Hamlin's quick start shouldn't be all that surprising. This offseason his longtime crew chief, Mike Forde, was let go and Darian Grubb, who guided Stewart to the title in 2011, was signed. To me, the most important person in the sport so far this season hasn't been behind a wheel; he's been sitting atop the No. 11 pit box. Grubb has revitalized Hamlin, and he's applying the same setup secrets to Hamlin's Toyota that he did to Stewart's Chevy last fall. Right now, the entire garage is chasing Grubb.
Hamlin finished seventh at Vegas last March. He should do better than that on Sunday.
Las Vegas Motor Speedway is just one of two tracks that hosts a Cup or Nationwide race at which Stewart has yet to reach Victory Lane (the other is Kentucky Speedway). He feels strongly that Edwards stole the win from him here last year. Look for him to be very strong on Sunday. He's led laps at Vegas in seven of his last 11 starts at the track.
So far this season Edwards has only been so-so. He came in eighth at Daytona, 17th at Phoenix and has yet to lead a lap.
Before the 500, I had a long talk with Darrell Waltrip, and he expressed concern that Edwards could take a major step backward this season after narrowly losing the 2012 championship to Stewart. This is what happened to Denny Hamlin in 2011 after he came up short in the Chase to Jimmie Johnson, and so far Edwards has done little to allay those concerns that Waltrip expressed.
This is why Sunday is so significant for Edwards and the No. 99 crew. Vegas was the only race they won last year; if they can't at least rip off a top-five run, it could signal this team is in trouble.
A native of Las Vegas, Busch will be driving a brand new car on Sunday, one that the No. 18 crew has spent months preparing. Busch won this race in 2009 and has three top-three finishes at the track in eight career starts.
Busch has had a relatively quiet start to the regular season --which, for him, must be considered a small victory after being parked by NASCAR late last year for intentionally wrecking Ron Hornaday in a Truck Series race at Texas.
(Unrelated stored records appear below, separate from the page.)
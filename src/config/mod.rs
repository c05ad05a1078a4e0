//! Configuration for rednote.
//!
//! Configuration is read from `~/.config/rednote/config.toml` at startup.
//! If the file doesn't exist, a default configuration with comments is created.

use serde::{Deserialize, Serialize};
use std::fs;
use std::io::Write;
use std::path::{Path, PathBuf};
use std::time::Duration;

/// Main configuration struct.
#[derive(Debug, Clone, Default, Deserialize)]
#[serde(default)]
pub struct Config {
    pub browser: BrowserSettings,
    pub timeouts: TimeoutConfig,
    pub archive: ArchiveConfig,
}

/// Everything needed to launch one browser session.
#[derive(Debug, Clone, Serialize, Deserialize)]
#[serde(default)]
pub struct BrowserSettings {
    /// Whether to run the browser in headless mode (default: true)
    pub headless: bool,

    /// Chrome/Chromium executable; autodetected when unset
    pub binary_path: Option<PathBuf>,

    /// JSON file carrying the login cookies between sessions
    pub cookies_path: Option<PathBuf>,

    /// Display name reported by the login status check
    pub username: Option<String>,

    /// User agent string to use
    pub user_agent: Option<String>,

    pub window_width: u32,
    pub window_height: u32,

    /// Timeouts applied to pages opened in this session
    #[serde(skip)]
    pub timeouts: TimeoutConfig,
}

impl Default for BrowserSettings {
    fn default() -> Self {
        Self {
            headless: true,
            binary_path: None,
            cookies_path: None,
            username: None,
            user_agent: None,
            window_width: 1440,
            window_height: 900,
            timeouts: TimeoutConfig::default(),
        }
    }
}

impl BrowserSettings {
    /// Configured cookie file, or `<data dir>/rednote/cookies.json`.
    pub fn resolved_cookies_path(&self) -> Option<PathBuf> {
        self.cookies_path
            .clone()
            .or_else(|| dirs::data_dir().map(|d| d.join("rednote").join("cookies.json")))
    }
}

#[derive(Debug, Clone, Serialize, Deserialize)]
#[serde(default)]
pub struct TimeoutConfig {
    /// Deadline for list/search/publish setup in seconds (default: 60)
    pub page_secs: u64,

    /// Deadline for the image upload step in seconds (default: 30)
    pub upload_secs: u64,

    /// Bound on fallback element resolution in seconds (default: 10)
    pub resolve_secs: u64,

    /// Polling interval for predicate waits in milliseconds (default: 200)
    pub poll_interval_ms: u64,

    /// Quiet window for the DOM stability wait in milliseconds (default: 500)
    pub stable_quiet_ms: u64,
}

impl Default for TimeoutConfig {
    fn default() -> Self {
        Self {
            page_secs: 60,
            upload_secs: 30,
            resolve_secs: 10,
            poll_interval_ms: 200,
            stable_quiet_ms: 500,
        }
    }
}

impl TimeoutConfig {
    pub fn page(&self) -> Duration {
        Duration::from_secs(self.page_secs)
    }

    pub fn upload(&self) -> Duration {
        Duration::from_secs(self.upload_secs)
    }

    pub fn resolve(&self) -> Duration {
        Duration::from_secs(self.resolve_secs)
    }

    pub fn poll_interval(&self) -> Duration {
        Duration::from_millis(self.poll_interval_ms)
    }

    pub fn stable_quiet(&self) -> Duration {
        Duration::from_millis(self.stable_quiet_ms)
    }
}

#[derive(Debug, Clone, Serialize, Deserialize)]
#[serde(default)]
pub struct ArchiveConfig {
    /// Where archived notes are written (default: ./content)
    pub output_dir: Option<PathBuf>,

    /// How many home-feed notes to archive (default: 10)
    pub limit: usize,
}

impl Default for ArchiveConfig {
    fn default() -> Self {
        Self {
            output_dir: None,
            limit: 10,
        }
    }
}

impl Config {
    /// Load configuration from the default path.
    ///
    /// If the config file doesn't exist, creates a default one with comments.
    /// If the config file exists but is invalid, returns an error.
    /// Missing fields in the config file will use default values.
    pub fn load() -> Result<Self, ConfigError> {
        let config_path = Self::default_config_path()?;
        Self::load_from(&config_path)
    }

    pub fn load_from(config_path: &Path) -> Result<Self, ConfigError> {
        if !config_path.exists() {
            Self::create_default_config(config_path)?;
            return Ok(Self::default().finish());
        }

        let content = fs::read_to_string(config_path).map_err(|e| ConfigError::Io {
            path: config_path.to_path_buf(),
            source: e,
        })?;

        let config: Config = toml::from_str(&content).map_err(|e| ConfigError::Parse {
            path: config_path.to_path_buf(),
            source: e,
        })?;

        Ok(config.finish())
    }

    /// Get the default config file path: `~/.config/rednote/config.toml`
    pub fn default_config_path() -> Result<PathBuf, ConfigError> {
        let config_dir = dirs::config_dir().ok_or(ConfigError::NoConfigDir)?;
        Ok(config_dir.join("rednote").join("config.toml"))
    }

    /// Browser settings carry the timeout table so sessions see one value.
    fn finish(mut self) -> Self {
        self.browser.timeouts = self.timeouts.clone();
        self
    }

    fn create_default_config(path: &Path) -> Result<(), ConfigError> {
        if let Some(parent) = path.parent() {
            fs::create_dir_all(parent).map_err(|e| ConfigError::Io {
                path: parent.to_path_buf(),
                source: e,
            })?;
        }

        let mut file = fs::File::create(path).map_err(|e| ConfigError::Io {
            path: path.to_path_buf(),
            source: e,
        })?;

        file.write_all(Self::default_config_content().as_bytes())
            .map_err(|e| ConfigError::Io {
                path: path.to_path_buf(),
                source: e,
            })?;

        Ok(())
    }

    fn default_config_content() -> &'static str {
        r##"# rednote configuration

[browser]
# Run browser in headless mode (no visible window).
# Log in once with `rednote --headed login` so the session cookie is stored.
headless = true

# Path to the Chrome/Chromium binary (autodetected when unset)
# binary_path = "/usr/bin/chromium"

# Login cookies shared by every session (default: <data dir>/rednote/cookies.json)
# cookies_path = "/home/me/.local/share/rednote/cookies.json"

# Display name reported by `rednote status`
# username = ""

window_width = 1440
window_height = 900

[timeouts]
# Deadline for feed listing, search and publish setup (seconds)
page_secs = 60

# Deadline for the image upload step (seconds)
upload_secs = 30

# Bound on locating editor elements that have several markups (seconds)
resolve_secs = 10

# How often wait predicates are re-evaluated (milliseconds)
poll_interval_ms = 200

# DOM must stay unchanged this long to count as stable (milliseconds)
stable_quiet_ms = 500

[archive]
# Output directory for `rednote archive` (default: ./content)
# output_dir = "content"

# Number of home-feed notes to archive
limit = 10
"##
    }
}

/// Configuration errors.
#[derive(Debug, thiserror::Error)]
pub enum ConfigError {
    #[error("Could not determine config directory")]
    NoConfigDir,

    #[error("Failed to read/write config file at {path}: {source}")]
    Io {
        path: PathBuf,
        source: std::io::Error,
    },

    #[error("Failed to parse config file at {path}: {source}")]
    Parse {
        path: PathBuf,
        source: toml::de::Error,
    },
}
use std::fmt::Write;

use crate::domain::{Feed, FeedDetail};

/// One archived note, ready to be written.
#[derive(Debug, Clone, PartialEq, Eq)]
pub struct ArchiveDocument {
    /// Zero-padded position in the sorted batch, e.g. `"03"`.
    pub prefix: String,
    pub title: String,
    pub body: String,
}

impl ArchiveDocument {
    pub fn new(title: String, body: String) -> Self {
        Self {
            prefix: String::new(),
            title,
            body,
        }
    }
}

/// Title used for file naming and sorting: note title, then card title, then id.
pub fn document_title(feed: &Feed, detail: &FeedDetail) -> String {
    [detail.note.title.trim(), feed.display_title().trim(), feed.id.as_str()]
        .into_iter()
        .find(|t| !t.is_empty())
        .unwrap_or_default()
        .to_string()
}

/// Render a note as a self-contained Markdown document.
pub fn render(feed: &Feed, detail: &FeedDetail) -> ArchiveDocument {
    let note = &detail.note;
    let title = document_title(feed, detail);

    let mut out = String::new();
    let _ = writeln!(out, "# {}\n", title);
    let _ = write!(out, "- NoteID: {}\n- Type: {}", note.note_id, note.note_type);
    if !note.user.nickname.is_empty() {
        let _ = write!(out, "\n- Author: {}", note.user.nickname);
        if !note.user.user_id.is_empty() {
            let _ = write!(out, " (@{})", note.user.user_id);
        }
    }
    if !note.interact_info.liked_count.is_empty() {
        let _ = write!(out, "\n- Likes: {}", note.interact_info.liked_count);
    }
    if !note.ip_location.is_empty() {
        let _ = write!(out, "\n- Location: {}", note.ip_location);
    }

    out.push_str("\n\n## Content\n\n");
    if !note.desc.trim().is_empty() {
        let _ = writeln!(out, "{}\n", note.desc);
    }

    let images: Vec<&str> = note.image_list.iter().filter_map(|i| i.best_url()).collect();
    if !images.is_empty() {
        out.push_str("## Images\n");
        for url in images {
            let _ = writeln!(out, "- {}", url);
        }
        out.push('\n');
    }

    ArchiveDocument::new(title, out)
}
Busch did win the season-opening exhibition Budweiser Shootout at Daytona, but finished 17th in the 500, then sixth at Phoenix last Sunday.
Is this the year that Busch, who is generally regarded in the garage as the most talented driver in the sport, puts it all together and seriously challenges for his first championship? If he wins at his hometown track, it would send a strong message to the garage that the answer is yes.